Dataset entries →
________________

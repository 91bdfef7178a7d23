use thiserror::Error;

#[derive(Error, Debug)]
pub enum Error {
    #[error("IO error: {0}")]
    Io(#[from] std::io::Error),

    #[error("TOML parse error: {0}")]
    TomlParse(#[from] toml::de::Error),

    #[error("TOML serialize error: {0}")]
    TomlSerialize(#[from] toml::ser::Error),

    #[error("No home directory")]
    NoHomeDir,

    #[error("Validation error: {0}")]
    Validation(String),

    #[error("Task join error: {0}")]
    TaskJoin(String),

    #[error("Duplicate task name: {0}")]
    DuplicateTask(String),

    #[error("Task set is empty")]
    EmptyTaskSet,

    #[error("Program not found: {0}")]
    ProgramNotFound(String),
}

pub type Result<T> = std::result::Result<T, Error>;
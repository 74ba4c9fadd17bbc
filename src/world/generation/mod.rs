//! Procedural floor generation
//!
//! A single biased random walk with rooms and side branches carved along the
//! way. [`LevelGenerator`] owns the configuration and the most recent level;
//! everything mutable during a run lives inside [`walk::walk`].

pub mod bias;
pub mod branches;
pub mod random;
pub mod rooms;
pub mod walk;

pub use bias::{DirectionBias, WeightTable};
pub use branches::{carve_branch, Branch};
pub use random::{choose_weighted, clipped_gaussian, percent_chance};
pub use rooms::{carve_room, Room};
pub use walk::{walk, Turn, Walk};

use rand::rngs::{OsRng, StdRng};
use rand::{RngCore, SeedableRng};
use serde::Serialize;

use crate::config::GeneratorConfig;
use crate::error::GenerationError;
use crate::world::tile::{build_tiles, wall_cells, Tile};
use crate::world::{Bounds, Direction, FloorPlan, GridCell};

/// A generated level
#[derive(Debug, Clone, Serialize)]
pub struct Level {
    /// Seed the level was generated from
    pub seed: u64,
    pub start: GridCell,
    /// Where the main path finished
    pub end: GridCell,
    pub initial_heading: Direction,
    pub main_path_length: i32,
    pub turns: Vec<Turn>,
    /// Rooms on the main path (start, turns, end)
    pub rooms: Vec<Room>,
    pub branches: Vec<Branch>,
    pub bounds: Bounds,
    pub plan: FloorPlan,
}

impl Level {
    fn from_walk(seed: u64, walk: Walk) -> Self {
        let bounds = walk.plan.bounds().unwrap_or(Bounds::point(walk.start));
        Self {
            seed,
            start: walk.start,
            end: walk.end,
            initial_heading: walk.initial_heading,
            main_path_length: walk.main_path_length,
            turns: walk.turns,
            rooms: walk.rooms,
            branches: walk.branches,
            bounds,
            plan: walk.plan,
        }
    }

    /// Number of floor cells
    pub fn floor_area(&self) -> usize {
        self.plan.len()
    }

    /// Wall cells surrounding the floor
    pub fn walls(&self) -> Vec<GridCell> {
        wall_cells(&self.plan)
    }

    /// Floor and wall tiles with their variant ids
    pub fn tiles(&self) -> Vec<Tile> {
        build_tiles(&self.plan)
    }

    /// All carved rooms: main path rooms first, then branch rooms
    pub fn all_rooms(&self) -> impl Iterator<Item = &Room> {
        self.rooms
            .iter()
            .chain(self.branches.iter().map(|branch| &branch.room))
    }

    /// First room whose rectangle covers `cell`
    pub fn room_at(&self, cell: GridCell) -> Option<&Room> {
        self.all_rooms().find(|room| room.contains(cell))
    }
}

/// Produces levels from a validated configuration
#[derive(Debug)]
pub struct LevelGenerator {
    config: GeneratorConfig,
    level: Option<Level>,
}

impl LevelGenerator {
    /// Create a generator, rejecting invalid configurations up front
    pub fn new(config: GeneratorConfig) -> Result<Self, GenerationError> {
        config.validate()?;
        Ok(Self {
            config,
            level: None,
        })
    }

    pub fn config(&self) -> &GeneratorConfig {
        &self.config
    }

    /// Generate a fresh level.
    ///
    /// Without a seed one is drawn from the OS; it is recorded on the level
    /// either way so the result can be reproduced.
    pub fn generate(&mut self, seed: Option<u64>) -> Result<&Level, GenerationError> {
        let seed = match seed {
            Some(seed) => seed,
            None => draw_seed()?,
        };
        log::info!("Generating level with seed {}", seed);

        let mut rng = StdRng::seed_from_u64(seed);
        let level = Level::from_walk(seed, walk(&mut rng, &self.config, GridCell::ORIGIN)?);

        log::info!(
            "Level {} done: {} floor cells, {} turns, {} branches, bounds {}x{}",
            seed,
            level.floor_area(),
            level.turns.len(),
            level.branches.len(),
            level.bounds.width(),
            level.bounds.height()
        );

        Ok(self.level.insert(level))
    }

    /// The most recently generated level, if any
    pub fn level(&self) -> Option<&Level> {
        self.level.as_ref()
    }

    /// Discard the current level
    pub fn reset(&mut self) {
        self.level = None;
    }
}

/// Pull a seed from the OS entropy source
fn draw_seed() -> Result<u64, GenerationError> {
    let mut bytes = [0u8; 8];
    OsRng.try_fill_bytes(&mut bytes)?;
    Ok(u64::from_le_bytes(bytes))
}
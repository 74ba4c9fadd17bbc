//! Floorwalk - random-walk dungeon floor generator
//!
//! Walks a biased path across an unbounded grid, carving corridors, side
//! branches and rough-cornered rooms into a connected floor plan.

pub mod config;
pub mod error;
pub mod world;

// Re-export commonly used types
pub use config::GeneratorConfig;
pub use error::{ConfigError, GenerationError};
pub use world::generation::{Level, LevelGenerator};
pub use world::{Bounds, Direction, FloorPlan, GridCell};
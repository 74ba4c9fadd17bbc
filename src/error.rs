//! Error types
//!
//! Generation itself cannot fail once it starts. Everything here is raised
//! either while building a generator or while obtaining a seed.

use std::io;

/// Problems with a generator configuration
#[derive(thiserror::Error, Debug)]
pub enum ConfigError {
    #[error("Invalid range for {name}: {min}..={max}")]
    InvalidRange {
        name: &'static str,
        min: i32,
        max: i32,
    },

    #[error("Invalid chance for {name}: {value}% (must be 0-100)")]
    InvalidChance { name: &'static str, value: u32 },

    #[error("Invalid weight for {name}: {value} (must be positive)")]
    InvalidWeight { name: &'static str, value: u32 },

    #[error("Invalid distribution for {name}: {reason}")]
    InvalidDistribution {
        name: &'static str,
        reason: String,
    },

    #[error("IO error: {0}")]
    Io(#[from] io::Error),

    #[error("Parse error: {0}")]
    Parse(#[from] ron::error::SpannedError),

    #[error("Serialize error: {0}")]
    Serialize(#[from] ron::Error),
}

/// Failures surfaced by [`crate::LevelGenerator`]
#[derive(thiserror::Error, Debug)]
pub enum GenerationError {
    #[error("Configuration error: {0}")]
    Config(#[from] ConfigError),

    #[error("Entropy source unavailable: {0}")]
    Entropy(#[from] rand::Error),
}
//! Floorwalk - Entry Point
//!
//! Generates one level and prints it as JSON on stdout. Logs go to stderr.

use std::io::{self, Write};
use std::path::{Path, PathBuf};

use anyhow::{Context, Result};
use clap::Parser;

use floorwalk::config::DEFAULT_CONFIG_PATH;
use floorwalk::world::Tile;
use floorwalk::{GeneratorConfig, Level, LevelGenerator};

/// Random-walk dungeon floor generator
#[derive(Parser, Debug)]
#[command(name = "floorwalk")]
#[command(author, version, about = "Generate a dungeon floor plan", long_about = None)]
struct Args {
    /// Seed for the level (drawn from the OS if omitted)
    #[arg(short = 's', long = "seed")]
    seed: Option<u64>,

    /// Generator config in RON format (must be valid when given).
    /// Without it the default path is tried, falling back to built-in values.
    #[arg(short = 'c', long = "config")]
    config: Option<PathBuf>,

    /// Write the active config to this path and exit
    #[arg(long = "export-config")]
    export_config: Option<PathBuf>,

    /// Include wall tiles and variant ids in the output
    #[arg(short = 't', long = "tiles")]
    tiles: bool,

    /// Single-line JSON instead of pretty-printed
    #[arg(long = "compact")]
    compact: bool,
}

/// What gets written to stdout
#[derive(serde::Serialize)]
struct Output<'a> {
    #[serde(flatten)]
    level: &'a Level,
    #[serde(skip_serializing_if = "Option::is_none")]
    tiles: Option<Vec<Tile>>,
}

fn main() -> Result<()> {
    env_logger::Builder::from_env(env_logger::Env::default().default_filter_or("info"))
        .target(env_logger::Target::Stderr)
        .init();

    let args = Args::parse();
    log::info!("Starting floorwalk v{}", env!("CARGO_PKG_VERSION"));

    let config = GeneratorConfig::resolve(args.config.as_deref()).with_context(|| {
        let path = args.config.as_deref().unwrap_or(Path::new(DEFAULT_CONFIG_PATH));
        format!("failed to load config from {}", path.display())
    })?;

    if let Some(path) = args.export_config {
        config
            .export(&path)
            .with_context(|| format!("failed to export config to {}", path.display()))?;
        log::info!("Config written to {}", path.display());
        return Ok(());
    }

    let mut generator = LevelGenerator::new(config).context("invalid generator config")?;
    let level = generator
        .generate(args.seed)
        .context("level generation failed")?;

    let output = Output {
        level,
        tiles: args.tiles.then(|| level.tiles()),
    };
    let json = if args.compact {
        serde_json::to_string(&output)?
    } else {
        serde_json::to_string_pretty(&output)?
    };

    let mut stdout = io::stdout().lock();
    writeln!(stdout, "{}", json)?;
    Ok(())
}
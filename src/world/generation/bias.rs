//! Direction weighting
//!
//! Two tables steer a run: one for 90 degree turns and one for branch
//! directions. Both start uniform and are boosted once per run right after
//! the initial heading is picked, which pulls the level towards one quadrant.

use rand::Rng;

use super::random::choose_weighted;
use crate::world::Direction;

/// Weight per direction
#[derive(Debug, Clone, Copy, PartialEq, Eq)]
pub struct WeightTable {
    weights: [u32; 4],
}

impl WeightTable {
    /// Every direction gets the same weight
    pub fn uniform(weight: u32) -> Self {
        Self { weights: [weight; 4] }
    }

    pub fn weight(&self, direction: Direction) -> u32 {
        self.weights[direction.index()]
    }

    pub fn set(&mut self, direction: Direction, weight: u32) {
        self.weights[direction.index()] = weight;
    }

    /// Weighted pick between two candidate directions.
    ///
    /// Falls back to the first option if both weights are zero.
    pub fn choose(&self, rng: &mut impl Rng, options: [Direction; 2]) -> Direction {
        choose_weighted(rng, &options, |dir| self.weight(*dir)).unwrap_or(options[0])
    }
}

/// Turn and branch tables for one run
#[derive(Debug, Clone, Copy, PartialEq, Eq)]
pub struct DirectionBias {
    pub turn: WeightTable,
    pub branch: WeightTable,
}

impl DirectionBias {
    pub fn new(default_weight: u32) -> Self {
        Self {
            turn: WeightTable::uniform(default_weight),
            branch: WeightTable::uniform(default_weight),
        }
    }

    /// Favour `heading` and `side` in both tables
    pub fn favour(&mut self, heading: Direction, side: Direction, priority: u32) {
        for direction in [heading, side] {
            self.turn.set(direction, priority);
            self.branch.set(direction, priority);
        }
        log::debug!(
            "Favouring {:?} and {:?}: turn {:?}, branch {:?}",
            heading,
            side,
            self.turn.weights,
            self.branch.weights
        );
    }
}
//! Room carver
//!
//! Stamps a randomly sized rectangle of floor around a cell. Corners may be
//! left out so rooms read as rough-hewn rather than boxy.

use rand::Rng;
use serde::Serialize;

use super::random::percent_chance;
use crate::config::RoomSpec;
use crate::world::{FloorPlan, GridCell};

/// A carved rectangular room
#[derive(Debug, Clone, Copy, PartialEq, Eq, Serialize)]
pub struct Room {
    /// Top-left cell
    pub origin: GridCell,
    pub width: i32,
    pub height: i32,
    /// The cell the room was carved around
    pub center: GridCell,
}

impl Room {
    /// Place a room of the given size around `center`.
    ///
    /// Even dimensions put the center nearer the top left:
    ///
    /// ```text
    /// +-------+   +-------+   +-----+
    /// |X X X X|   |X X X X|   |X X X|
    /// |X C X X|   |X C X X|   |X C X|
    /// |X X X X|   |X X X X|   |X X X|
    /// |X X X X|   +-------+   +-----+
    /// +-------+
    /// ```
    pub fn around(center: GridCell, width: i32, height: i32) -> Self {
        let origin = GridCell::new(
            center.x + 1 - (width + 1) / 2,
            center.y + 1 - (height + 1) / 2,
        );
        Self {
            origin,
            width,
            height,
            center,
        }
    }

    fn is_corner(&self, dx: i32, dy: i32) -> bool {
        (dx == 0 || dx == self.width - 1) && (dy == 0 || dy == self.height - 1)
    }

    /// Check if a cell falls inside the rectangle
    pub fn contains(&self, cell: GridCell) -> bool {
        cell.x >= self.origin.x
            && cell.x < self.origin.x + self.width
            && cell.y >= self.origin.y
            && cell.y < self.origin.y + self.height
    }
}

/// Carve a room centered on `center` into the plan
pub fn carve_room(
    plan: &mut FloorPlan,
    rng: &mut impl Rng,
    center: GridCell,
    spec: &RoomSpec,
) -> Room {
    let width = spec.width.sample(rng);
    let height = spec.height.sample(rng);
    let room = Room::around(center, width, height);

    log::debug!(
        "Carving {}x{} room at [{}, {}]",
        width,
        height,
        center.x,
        center.y
    );

    for dx in 0..width {
        for dy in 0..height {
            if room.is_corner(dx, dy) && percent_chance(rng, spec.corner_removal_chance) {
                log::trace!("Room corner at [{}, {}] left out", dx, dy);
                continue;
            }
            plan.occupy(room.origin.offset(dx, dy));
        }
    }

    room
}

#[cfg(test)]
mod tests {
    use super::*;
    use crate::config::SizeRange;
    use rand::rngs::StdRng;
    use rand::SeedableRng;

    fn fixed_spec(width: i32, height: i32, corner_removal_chance: u32) -> RoomSpec {
        RoomSpec {
            width: SizeRange::exactly(width),
            height: SizeRange::exactly(height),
            corner_removal_chance,
        }
    }

    #[test]
    fn test_three_by_three_room() {
        let mut rng = StdRng::seed_from_u64(21);
        let mut plan = FloorPlan::new();
        let center = GridCell::new(10, -4);

        let room = carve_room(&mut plan, &mut rng, center, &fixed_spec(3, 3, 0));

        assert_eq!(plan.len(), 9);
        assert_eq!(room.origin, GridCell::new(9, -5));
        for dx in -1..=1 {
            for dy in -1..=1 {
                assert!(plan.contains(center.offset(dx, dy)));
            }
        }
    }

    #[test]
    fn test_even_room_favours_top_left() {
        let mut rng = StdRng::seed_from_u64(22);
        let mut plan = FloorPlan::new();

        let room = carve_room(&mut plan, &mut rng, GridCell::ORIGIN, &fixed_spec(4, 4, 0));

        assert_eq!(plan.len(), 16);
        assert_eq!(room.origin, GridCell::new(-1, -1));
        assert_eq!(plan.min_x(), Some(-1));
        assert_eq!(plan.max_x(), Some(2));
        assert_eq!(plan.min_y(), Some(-1));
        assert_eq!(plan.max_y(), Some(2));
    }

    #[test]
    fn test_all_corners_removed() {
        let mut rng = StdRng::seed_from_u64(23);
        let mut plan = FloorPlan::new();

        let room = carve_room(&mut plan, &mut rng, GridCell::ORIGIN, &fixed_spec(5, 4, 100));

        assert_eq!(plan.len(), 5 * 4 - 4);
        let far_x = room.origin.x + room.width - 1;
        let far_y = room.origin.y + room.height - 1;
        for corner in [
            room.origin,
            GridCell::new(far_x, room.origin.y),
            GridCell::new(room.origin.x, far_y),
            GridCell::new(far_x, far_y),
        ] {
            assert!(room.contains(corner));
            assert!(!plan.contains(corner));
        }
    }

    #[test]
    fn test_room_size_within_ranges() {
        let mut rng = StdRng::seed_from_u64(24);
        let spec = RoomSpec::default();
        for _ in 0..200 {
            let mut plan = FloorPlan::new();
            let room = carve_room(&mut plan, &mut rng, GridCell::ORIGIN, &spec);

            assert!((3..=5).contains(&room.width));
            assert!((3..=5).contains(&room.height));
            assert!(plan.contains(GridCell::ORIGIN));
            assert!(plan.len() as i32 >= room.width * room.height - 4);
            assert!(plan.iter().all(|c| room.contains(*c)));
        }
    }

    #[test]
    fn test_overlapping_rooms_do_not_duplicate() {
        let mut rng = StdRng::seed_from_u64(25);
        let mut plan = FloorPlan::new();
        let spec = fixed_spec(3, 3, 0);

        carve_room(&mut plan, &mut rng, GridCell::ORIGIN, &spec);
        carve_room(&mut plan, &mut rng, GridCell::new(1, 0), &spec);

        assert_eq!(plan.len(), 12);
    }
}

________________

THE TASK → How many lines in the data contain the string "weights"? Respond with the number only.

RESULT OF THIS TASK → 7